» **About this task**: Scan the records below, and wherever a line has the word "replicas", pull it out.

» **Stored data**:
* * * * *
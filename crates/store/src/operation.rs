//! Typed units of work executed against a single replica.

use crate::capability::StoreCapability;
use bytes::Bytes;
use quorumkv_common::Node;

#[derive(Debug, Clone, Copy, PartialEq, Eq)]
pub enum OperationKind {
    Get,
    Set,
    Delete,
}

/// One logical get/set/delete bound to a key and a target node.
///
/// Cloning is cheap (`Bytes` values), so the same logical write can be
/// retargeted at every replica in a preference list.
#[derive(Debug, Clone)]
pub struct Operation {
    pub key: String,
    pub value: Option<Bytes>,
    pub kind: OperationKind,
    pub node: Node,
}

impl Operation {
    pub fn get(key: impl Into<String>, node: Node) -> Self {
        Self {
            key: key.into(),
            value: None,
            kind: OperationKind::Get,
            node,
        }
    }

    pub fn set(key: impl Into<String>, value: Bytes, node: Node) -> Self {
        Self {
            key: key.into(),
            value: Some(value),
            kind: OperationKind::Set,
            node,
        }
    }

    pub fn delete(key: impl Into<String>, node: Node) -> Self {
        Self {
            key: key.into(),
            value: None,
            kind: OperationKind::Delete,
            node,
        }
    }

    /// The same logical operation aimed at a different replica.
    pub fn retarget(&self, node: Node) -> Self {
        Self {
            node,
            ..self.clone()
        }
    }

    /// Run this operation against the given capability.
    ///
    /// Never fails: backend errors are folded into an `Error`-status result
    /// so that exactly one [`OperationResult`] exists per executed operation.
    pub async fn execute(&self, capability: &dyn StoreCapability) -> OperationResult {
        match self.kind {
            OperationKind::Get => match capability.get(&self.key).await {
                Ok(Some(value)) => OperationResult::success(self.node.clone(), Some(value)),
                Ok(None) => OperationResult::null(self.node.clone()),
                Err(e) => OperationResult::error(self.node.clone(), e.to_string()),
            },
            OperationKind::Set => match &self.value {
                Some(value) => match capability.set(&self.key, value.clone()).await {
                    Ok(()) => OperationResult::success(self.node.clone(), None),
                    Err(e) => OperationResult::error(self.node.clone(), e.to_string()),
                },
                None => OperationResult::error(
                    self.node.clone(),
                    "set operation submitted without a value".to_string(),
                ),
            },
            OperationKind::Delete => match capability.delete(&self.key).await {
                Ok(()) => OperationResult::success(self.node.clone(), None),
                Err(e) => OperationResult::error(self.node.clone(), e.to_string()),
            },
        }
    }
}

/// Closed outcome classification, consumed exhaustively by the context
/// filter and the coordinator.
#[derive(Debug, Clone, Copy, PartialEq, Eq)]
pub enum OperationStatus {
    /// The replica executed the operation (a get found a value).
    Success,
    /// The replica responded but holds no value for the key.
    NullValue,
    /// The replica failed to execute the operation.
    Error,
}

/// Produced exactly once per executed [`Operation`].
#[derive(Debug, Clone)]
pub struct OperationResult {
    pub node: Node,
    pub status: OperationStatus,
    pub value: Option<Bytes>,
    pub error: Option<String>,
}

impl OperationResult {
    pub fn success(node: Node, value: Option<Bytes>) -> Self {
        Self {
            node,
            status: OperationStatus::Success,
            value,
            error: None,
        }
    }

    pub fn null(node: Node) -> Self {
        Self {
            node,
            status: OperationStatus::NullValue,
            value: None,
            error: None,
        }
    }

    pub fn error(node: Node, message: String) -> Self {
        Self {
            node,
            status: OperationStatus::Error,
            value: None,
            error: Some(message),
        }
    }

    /// Whether the replica responded at all (success or a null value).
    pub fn is_response(&self) -> bool {
        self.status != OperationStatus::Error
    }
}

#[cfg(test)]
mod tests {
    use super::*;
    use crate::capability::{BackendError, MemoryStore};

    fn node(id: u32) -> Node {
        Node::new(id, id, format!("salt:{}", id), format!("uri://host{}", id))
    }

    struct BrokenStore;

    #[async_trait::async_trait]
    impl StoreCapability for BrokenStore {
        async fn exists(&self, _key: &str) -> Result<bool, BackendError> {
            Err(BackendError::Unavailable("down".into()))
        }
        async fn get(&self, _key: &str) -> Result<Option<Bytes>, BackendError> {
            Err(BackendError::Unavailable("down".into()))
        }
        async fn set(&self, _key: &str, _value: Bytes) -> Result<(), BackendError> {
            Err(BackendError::Unavailable("down".into()))
        }
        async fn delete(&self, _key: &str) -> Result<(), BackendError> {
            Err(BackendError::Unavailable("down".into()))
        }
    }

    #[tokio::test]
    async fn test_get_against_empty_store_is_null() {
        let store = MemoryStore::new();
        let result = Operation::get("missing", node(1)).execute(&store).await;
        assert_eq!(result.status, OperationStatus::NullValue);
        assert!(result.is_response());
        assert_eq!(result.value, None);
    }

    #[tokio::test]
    async fn test_set_then_get() {
        let store = MemoryStore::new();
        let set = Operation::set("k", Bytes::from_static(b"v"), node(1));
        assert_eq!(store_result(&set, &store).await, OperationStatus::Success);

        let get = Operation::get("k", node(1));
        let result = get.execute(&store).await;
        assert_eq!(result.status, OperationStatus::Success);
        assert_eq!(result.value, Some(Bytes::from_static(b"v")));
    }

    #[tokio::test]
    async fn test_delete() {
        let store = MemoryStore::new();
        Operation::set("k", Bytes::from_static(b"v"), node(1))
            .execute(&store)
            .await;
        let result = Operation::delete("k", node(1)).execute(&store).await;
        assert_eq!(result.status, OperationStatus::Success);
        assert_eq!(store.get("k").await.unwrap(), None);
    }

    #[tokio::test]
    async fn test_backend_failure_folds_into_error_status() {
        let result = Operation::get("k", node(1)).execute(&BrokenStore).await;
        assert_eq!(result.status, OperationStatus::Error);
        assert!(!result.is_response());
        assert!(result.error.unwrap().contains("down"));
    }

    #[tokio::test]
    async fn test_set_without_value_is_error() {
        let store = MemoryStore::new();
        let mut op = Operation::set("k", Bytes::new(), node(1));
        op.value = None;
        let result = op.execute(&store).await;
        assert_eq!(result.status, OperationStatus::Error);
    }

    #[test]
    fn test_retarget_preserves_payload() {
        let op = Operation::set("k", Bytes::from_static(b"v"), node(1));
        let copy = op.retarget(node(2));
        assert_eq!(copy.key, "k");
        assert_eq!(copy.value, op.value);
        assert_eq!(copy.kind, OperationKind::Set);
        assert_eq!(copy.node.id, 2);
    }

    async fn store_result(op: &Operation, store: &MemoryStore) -> OperationStatus {
        op.execute(store).await.status
    }
}
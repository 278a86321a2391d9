//! Node membership for quorumkv.
//!
//! The [`NodeStore`] owns the canonical active-node list, delegates durable
//! membership to a [`NodePersistence`] hook, tracks rolling per-node error
//! counts, and evicts nodes that misbehave. Every membership change is pushed
//! synchronously to registered [`NodeChangeListener`]s (the locators), so
//! ring rebuilds happen with the refresh, never lazily.

pub mod node_store;
pub mod persistence;

pub use node_store::NodeStore;
pub use persistence::{NodePersistence, PersistenceError, StaticNodePersistence};
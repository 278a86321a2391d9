//! The client-facing quorum coordinator.

use crate::context::{Context, NodeRankContextFilter};
use crate::operation::{Operation, OperationResult, OperationStatus};
use crate::queue::OperationQueue;
use bytes::Bytes;
use futures::stream::{FuturesUnordered, StreamExt};
use quorumkv_cluster::NodeStore;
use quorumkv_common::{HashAlgorithm, Node};
use quorumkv_config::ClusterConfig;
use quorumkv_ring::{LocatorError, NodeLocator};
use std::collections::HashMap;
use std::sync::Arc;
use std::time::Duration;
use tokio::time::{timeout_at, Instant};

#[derive(Debug, thiserror::Error)]
pub enum StoreError {
    #[error(transparent)]
    Locator(#[from] LocatorError),
    #[error(
        "quorum not reached for {operation} on {key:?}: needed {needed}, got {received} \
         (succeeded nodes {succeeded:?}, failed nodes {failed:?})"
    )]
    QuorumUnavailable {
        operation: &'static str,
        key: String,
        needed: usize,
        received: usize,
        succeeded: Vec<u32>,
        failed: Vec<u32>,
    },
}

/// One logical key-value store spanning many replicas.
///
/// Every call fans out over the key's preference list through the bounded
/// queue and waits for the configured quorum, never for every replica. Read
/// replies are reconciled by node rank and stale replicas repaired in the
/// background; replica failures feed the node store's eviction counters.
pub struct DistributedStore {
    config: ClusterConfig,
    hasher: Arc<dyn HashAlgorithm>,
    locator: Arc<dyn NodeLocator>,
    node_store: Arc<NodeStore>,
    queue: Arc<OperationQueue>,
    filter: NodeRankContextFilter,
}

/// Replies gathered for one client call before the deadline.
///
/// `succeeded` holds the nodes whose reply counts toward the quorum: for
/// reads that includes "no value here" replies, for writes only acks.
/// Error replies still land in `contexts` so reconciliation can repair them.
struct Gathered {
    contexts: Vec<Context>,
    succeeded: Vec<u32>,
    failed: Vec<u32>,
}

impl DistributedStore {
    pub fn new(
        config: ClusterConfig,
        hasher: Arc<dyn HashAlgorithm>,
        locator: Arc<dyn NodeLocator>,
        node_store: Arc<NodeStore>,
        queue: Arc<OperationQueue>,
    ) -> Self {
        let filter = NodeRankContextFilter::from_config(&config);
        Self {
            config,
            hasher,
            locator,
            node_store,
            queue,
            filter,
        }
    }

    /// Read a key at the configured read quorum.
    ///
    /// `Ok(None)` means the quorum responded and no replica holds a value.
    pub async fn get(&self, key: &str) -> Result<Option<Bytes>, StoreError> {
        let _timer = quorumkv_metrics::start_op_timer("get");
        quorumkv_metrics::metrics().gets.inc();

        let nodes = self.preference_list(key)?;
        let ops = nodes
            .iter()
            .map(|n| Operation::get(key, n.clone()))
            .collect();

        let gathered = self
            .gather(key, ops, &nodes, self.config.required_reads, self.config.read_timeout())
            .await;

        if gathered.succeeded.len() < self.config.required_reads {
            return Err(self.quorum_miss("get", key, self.config.required_reads, gathered));
        }

        match self.filter.filter(gathered.contexts) {
            Some(reconciled) => {
                self.submit_repairs(reconciled.repairs);
                Ok(reconciled.value)
            }
            None => Ok(None),
        }
    }

    /// Whether a read quorum sees a value for `key`.
    pub async fn exists(&self, key: &str) -> Result<bool, StoreError> {
        Ok(self.get(key).await?.is_some())
    }

    /// Read many keys; absent keys are simply missing from the result map.
    pub async fn get_bulk<I, S>(&self, keys: I) -> Result<HashMap<String, Bytes>, StoreError>
    where
        I: IntoIterator<Item = S>,
        S: AsRef<str>,
    {
        let mut values = HashMap::new();
        for key in keys {
            let key = key.as_ref();
            if let Some(value) = self.get(key).await? {
                values.insert(key.to_string(), value);
            }
        }
        Ok(values)
    }

    /// Write a key at the configured write quorum.
    pub async fn set(&self, key: &str, value: Bytes) -> Result<(), StoreError> {
        let _timer = quorumkv_metrics::start_op_timer("set");
        quorumkv_metrics::metrics().sets.inc();

        let nodes = self.preference_list(key)?;
        let ops = nodes
            .iter()
            .map(|n| Operation::set(key, value.clone(), n.clone()))
            .collect();
        self.write_quorum("set", key, ops, &nodes).await
    }

    /// Delete a key at the configured write quorum.
    pub async fn delete(&self, key: &str) -> Result<(), StoreError> {
        let _timer = quorumkv_metrics::start_op_timer("delete");
        quorumkv_metrics::metrics().deletes.inc();

        let nodes = self.preference_list(key)?;
        let ops = nodes
            .iter()
            .map(|n| Operation::delete(key, n.clone()))
            .collect();
        self.write_quorum("delete", key, ops, &nodes).await
    }

    /// Operations currently in flight on the shared queue.
    pub fn queue_size(&self) -> usize {
        self.queue.queue_size()
    }

    fn preference_list(&self, key: &str) -> Result<Vec<Node>, LocatorError> {
        // Degraded clusters get a shorter list instead of an error; quorum
        // accounting still runs against the configured r and w.
        let count = self
            .config
            .replicas
            .min(self.node_store.active_node_count());
        self.locator
            .get_preference_list(self.hasher.as_ref(), key, count)
    }

    async fn write_quorum(
        &self,
        operation: &'static str,
        key: &str,
        ops: Vec<Operation>,
        nodes: &[Node],
    ) -> Result<(), StoreError> {
        let needed = self.config.required_writes;
        let gathered = self
            .gather(key, ops, nodes, needed, self.config.write_timeout())
            .await;

        if gathered.succeeded.len() < needed {
            return Err(self.quorum_miss(operation, key, needed, gathered));
        }
        Ok(())
    }

    /// Fan `ops` out and collect replies until `needed` are in, the deadline
    /// passes, or too few replicas remain to possibly reach the quorum.
    async fn gather(
        &self,
        key: &str,
        ops: Vec<Operation>,
        nodes: &[Node],
        needed: usize,
        timeout: Duration,
    ) -> Gathered {
        let deadline = Instant::now() + timeout;
        let mut pending = FuturesUnordered::new();
        let mut gathered = Gathered {
            contexts: Vec::new(),
            succeeded: Vec::new(),
            failed: Vec::new(),
        };

        for (rank, op) in ops.into_iter().enumerate() {
            let node = op.node.clone();
            match self.queue.submit(op) {
                Ok(handle) => {
                    pending.push(async move { (rank, handle.wait().await) });
                }
                Err(e) => {
                    // Backpressure counts against the node like any failure.
                    tracing::debug!(node = %node, key, "submission rejected: {}", e);
                    self.node_store.record_error(&node);
                    gathered.failed.push(node.id);
                }
            }
        }

        loop {
            let counted = gathered.succeeded.len();
            if counted >= needed {
                break;
            }
            if counted + pending.len() < needed {
                // Fail fast: outstanding replies can no longer reach quorum.
                break;
            }

            let reply = match timeout_at(deadline, pending.next()).await {
                Ok(Some(reply)) => reply,
                // Deadline passed or nothing left in flight. Timed-out
                // replicas are slow, not failed, so no error is recorded.
                Ok(None) | Err(_) => break,
            };

            match reply {
                (rank, Some(result)) => self.account(key, rank, result, &mut gathered),
                (rank, None) => {
                    if let Some(node) = nodes.get(rank) {
                        self.node_store.record_error(node);
                        gathered.failed.push(node.id);
                    }
                }
            }
        }

        // Dropping `pending` abandons the remaining waits; the queue tasks
        // run to completion on their own.
        gathered
    }

    fn account(&self, key: &str, rank: usize, result: OperationResult, gathered: &mut Gathered) {
        match result.status {
            OperationStatus::Error => {
                tracing::debug!(node = %result.node, key, "replica error: {:?}", result.error);
                self.node_store.record_error(&result.node);
                gathered.failed.push(result.node.id);
                gathered.contexts.push(Context::from_result(key, rank, result));
            }
            OperationStatus::Success | OperationStatus::NullValue => {
                gathered.succeeded.push(result.node.id);
                gathered.contexts.push(Context::from_result(key, rank, result));
            }
        }
    }

    fn quorum_miss(
        &self,
        operation: &'static str,
        key: &str,
        needed: usize,
        gathered: Gathered,
    ) -> StoreError {
        quorumkv_metrics::metrics().quorum_failures.inc();
        let received = gathered.succeeded.len();
        tracing::warn!(key, operation, needed, received, "quorum not reached");
        StoreError::QuorumUnavailable {
            operation,
            key: key.to_string(),
            needed,
            received,
            succeeded: gathered.succeeded,
            failed: gathered.failed,
        }
    }

    fn submit_repairs(&self, repairs: Vec<Operation>) {
        for op in repairs {
            let node = op.node.clone();
            match self.queue.submit(op) {
                Ok(handle) => {
                    quorumkv_metrics::metrics().read_repairs.inc();
                    drop(handle);
                }
                Err(e) => {
                    // Repairs are opportunistic; backpressure just skips them.
                    tracing::debug!(node = %node, "read repair skipped: {}", e);
                }
            }
        }
    }
}

impl std::fmt::Debug for DistributedStore {
    fn fmt(&self, f: &mut std::fmt::Formatter<'_>) -> std::fmt::Result {
        f.debug_struct("DistributedStore")
            .field("required_reads", &self.config.required_reads)
            .field("required_writes", &self.config.required_writes)
            .field("replicas", &self.config.replicas)
            .finish_non_exhaustive()
    }
}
* * * * *
» **Solution to the exercise**:
/// One logical key-value store spanning many replicas.
/// replies are reconciled by node rank and stale replicas repaired in the
            .replicas
    /// passes, or too few replicas remain to possibly reach the quorum.
                // replicas are slow, not failed, so no error is recorded.
            .field("replicas", &self.config.replicas)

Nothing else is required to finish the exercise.